Aero engine turbines and compressor blades are subject to high temperatures and pressures, forcing manufacturers to implement strict regulations for production and processing methods.
Aerospace engine blades are typically made of difficult-to-machine materials and have tolerances that must be met to obtain suitable air flow and maximum wear resistance. These components are exposed to temperatures up to 1,000°C, requiring blade surfaces to be high quality and optimized to the conditions in the engine. To meet these demands, OTEC Precision Finish developed a process to improve the efficiency and safety of engine blades and produce fewer defects.

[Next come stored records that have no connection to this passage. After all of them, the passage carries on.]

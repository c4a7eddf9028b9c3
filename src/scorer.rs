//! Lexical bias and sentiment scoring.
//!
//! Sentiment comes from VADER, a lexicon and rule based analyzer. The bias
//! score is a plain presence count of opinion-signaling words: each word in
//! [`OPINION_WORDS`] contributes at most one point, matched as a substring of
//! the lowercased text.

use crate::models::{ArticleRecord, BiasRecord, Sentiment};
use tracing::{debug, instrument};
use vader_sentiment::SentimentIntensityAnalyzer;

pub const OPINION_WORDS: [&str; 6] = ["must", "should", "never", "always", "clearly", "obviously"];

/// Maximum preview length, in characters.
pub const PREVIEW_CHARS: usize = 300;
pub const TRUNCATION_MARKER: &str = "...";

/// Count how many distinct opinion words occur in `text`.
///
/// Matching is case-insensitive and by substring, so `"Mustard"` counts
/// for `"must"`. Repeats do not add to the score.
///
/// # Returns
///
/// A value in `0..=OPINION_WORDS.len()`.
///
/// # Examples
///
/// ```ignore
/// assert_eq!(bias_score("We must always act clearly"), 3);
/// ```
pub fn bias_score(text: &str) -> u32 {
    let lowered = text.to_lowercase();
    OPINION_WORDS.iter().filter(|w| lowered.contains(*w)).count() as u32
}

/// First [`PREVIEW_CHARS`] characters of `text`, marked when cut.
///
/// # Returns
///
/// `text` unchanged when it has at most [`PREVIEW_CHARS`] characters,
/// otherwise its first [`PREVIEW_CHARS`] characters followed by
/// [`TRUNCATION_MARKER`].
pub fn content_preview(text: &str) -> String {
    match text.char_indices().nth(PREVIEW_CHARS) {
        Some((cut, _)) => format!("{}{}", &text[..cut], TRUNCATION_MARKER),
        None => text.to_string(),
    }
}

/// Scores articles for sentiment and opinion-word bias.
///
/// Holds the VADER analyzer so its lexicon is loaded once per run.
pub struct BiasScorer {
    analyzer: SentimentIntensityAnalyzer<'static>,
}

impl std::fmt::Debug for BiasScorer {
    fn fmt(&self, f: &mut std::fmt::Formatter<'_>) -> std::fmt::Result {
        f.debug_struct("BiasScorer").finish_non_exhaustive()
    }
}

impl Default for BiasScorer {
    fn default() -> Self {
        Self::new()
    }
}

impl BiasScorer {
    pub fn new() -> Self {
        Self {
            analyzer: SentimentIntensityAnalyzer::new(),
        }
    }

    /// VADER polarity of `text`. Empty text scores all zeros.
    pub fn sentiment(&self, text: &str) -> Sentiment {
        if text.trim().is_empty() {
            return Sentiment::default();
        }
        let scores = self.analyzer.polarity_scores(text);
        let get = |key: &str| scores.get(key).copied().unwrap_or(0.0);
        Sentiment {
            negative: get("neg"),
            neutral: get("neu"),
            positive: get("pos"),
            compound: get("compound"),
        }
    }

    /// Score one article.
    pub fn score_article(&self, article: &ArticleRecord) -> BiasRecord {
        let text = article.text();
        let record = BiasRecord {
            title: article.title.clone(),
            url: article.url.clone(),
            bias_score: bias_score(text),
            sentiment: self.sentiment(text),
            content_preview: content_preview(text),
        };
        debug!(
            url = %record.url,
            bias_score = record.bias_score,
            compound = record.sentiment.compound,
            "Scored article"
        );
        record
    }

    /// Score every article, preserving order.
    ///
    /// # Arguments
    ///
    /// * `articles` - Extracted articles; missing content counts as empty text
    ///
    /// # Returns
    ///
    /// One [`BiasRecord`] per input article, in the same order.
    #[instrument(level = "info", skip_all, fields(count = articles.len()))]
    pub fn score(&self, articles: &[ArticleRecord]) -> Vec<BiasRecord> {
        articles.iter().map(|a| self.score_article(a)).collect()
    }
}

Smoothing the air foil (the blade body) has a positive impact. Depending on the required result, the surface can be smoothed to values of up to Ra < 0.2µm in a few minutes, increasing blade efficiency. The material is removed evenly and only a minute amount is taken from the surface. Repairing the leading and trailing edges with precision rounding can reduce the quantity of rejected parts. Upstream machining process, such as blasting, can damage these edges, so OTEC’s method enables them to be rounded to a given radius and repaired.

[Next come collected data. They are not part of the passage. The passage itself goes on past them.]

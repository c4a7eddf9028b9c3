//! Report output formats.
//!
//! - [`markdown`]: Renders a report for the terminal or a `.md` file
//! - [`json`]: Writes a report to a dated JSON file for later consumption

pub mod json;
pub mod markdown;
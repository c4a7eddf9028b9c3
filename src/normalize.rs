//! Topic normalization for the search query.

use once_cell::sync::Lazy;
use regex::Regex;

static DISALLOWED: Lazy<Regex> =
    Lazy::new(|| Regex::new(r"[^a-zA-Z0-9\s]").expect("static regex"));

/// Strip everything but ASCII letters, digits and whitespace, trim, lowercase.
///
/// # Examples
///
/// ```ignore
/// assert_eq!(normalize_query("Climate Change!!"), "climate change");
/// ```
pub fn normalize_query(raw: &str) -> String {
    DISALLOWED.replace_all(raw, "").trim().to_lowercase()
}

Deburring the root improves safety by preventing the blade from getting caught in the disc. Surface treatment prolongs the service life of the blades and increases efficiency, and this preparation is also suitable for coating components.

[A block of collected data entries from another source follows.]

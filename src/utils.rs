//! Utility functions for string handling and file system checks.
//!
//! - String truncation and secret redaction for logging
//! - Slugification for report filenames
//! - File system validation for output directories

use crate::error::Result;
use std::fs as stdfs;
use tokio::fs;
use tracing::{info, instrument, warn};
use url::Url;

/// Truncate a string for logging purposes.
///
/// Long strings are cut to at most `max` bytes (backing off to a character
/// boundary) with an ellipsis and the number of dropped bytes appended.
///
/// # Examples
///
/// ```ignore
/// assert_eq!(truncate_for_log("short", 100), "short");
/// assert_eq!(truncate_for_log(&"a".repeat(500), 10), "aaaaaaaaaa…(+490 bytes)");
/// ```
pub fn truncate_for_log(s: &str, max: usize) -> String {
    if s.len() <= max {
        return s.to_string();
    }
    let mut cut = max;
    while !s.is_char_boundary(cut) {
        cut -= 1;
    }
    format!("{}…(+{} bytes)", &s[..cut], s.len() - cut)
}

/// Replace every occurrence of `secret` in `text` with `[REDACTED]`.
///
/// Both the raw and the URL-encoded form of `secret` are replaced, so error
/// messages that embed a request URL are covered. An empty `secret` leaves
/// `text` unchanged.
///
/// # Examples
///
/// ```ignore
/// assert_eq!(redact_secret("GET /?apiKey=abc", "abc"), "GET /?apiKey=[REDACTED]");
/// ```
pub fn redact_secret(text: &str, secret: &str) -> String {
    if secret.is_empty() {
        return text.to_string();
    }
    let encoded: String = url::form_urlencoded::byte_serialize(secret.as_bytes()).collect();
    text.replace(secret, "[REDACTED]").replace(&encoded, "[REDACTED]")
}

/// A URL with its query string and fragment removed, for span fields.
///
/// Unparseable input is returned unchanged.
pub fn loggable_url(url: &str) -> String {
    match Url::parse(url) {
        Ok(mut parsed) => {
            parsed.set_query(None);
            parsed.set_fragment(None);
            parsed.to_string()
        }
        Err(_) => url.to_string(),
    }
}

/// Convert a query to a filename-friendly slug.
///
/// Lowercases, drops anything that is not alphanumeric, a space or a hyphen,
/// collapses whitespace runs into single hyphens. An empty result becomes
/// `"report"`.
///
/// # Examples
///
/// ```ignore
/// assert_eq!(slugify("Climate   Change"), "climate-change");
/// ```
pub fn slugify(text: &str) -> String {
    let cleaned = text
        .to_lowercase()
        .replace(|c: char| !c.is_alphanumeric() && c != ' ' && c != '-', "");
    let slug = cleaned.split_whitespace().collect::<Vec<_>>().join("-");
    if slug.is_empty() {
        "report".to_string()
    } else {
        slug
    }
}

/// Ensure a directory exists and is writable.
///
/// Creates the directory if needed, then creates and removes a probe file.
#[instrument(level = "info", skip_all, fields(path = %path))]
pub async fn ensure_writable_dir(path: &str) -> Result<()> {
    fs::create_dir_all(path).await?;
    let probe_path = format!("{}/..__probe_write__", path.trim_end_matches('/'));
    stdfs::File::create(&probe_path)?;
    if let Err(e) = stdfs::remove_file(&probe_path) {
        warn!(path = %probe_path, error = %e, "Failed to remove write probe");
    }
    info!("Output directory is writable");
    Ok(())
}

In OTEC’s stream-finishing process, the blades are clamped into the machine and lowered into a container of abrasive. The container rotates, moving workpieces in the media flow. Flow to the blades in the machine is clocked, so the workpiece’s alignment angle changes at frequent intervals, allowing processing to be precisely aligned to specific points on the workpiece, achieving a smooth surface and precise rounding without altering the blade’s shape. Depending on the size and initial condition of the workpiece, surface treatment of engine blades takes between 2 minutes and 20 minutes, significantly less time than conventional processes. Blades are individually clamped, so no damage will occur to the workpiece surface. All processing steps can be carried out in one SF-5 stream finishing system that can process up to five engine blades at once for high output and cost efficiency. Tests conducted after OTEC processing show positive results for residual stress, fatigue strength, and fluorescence control.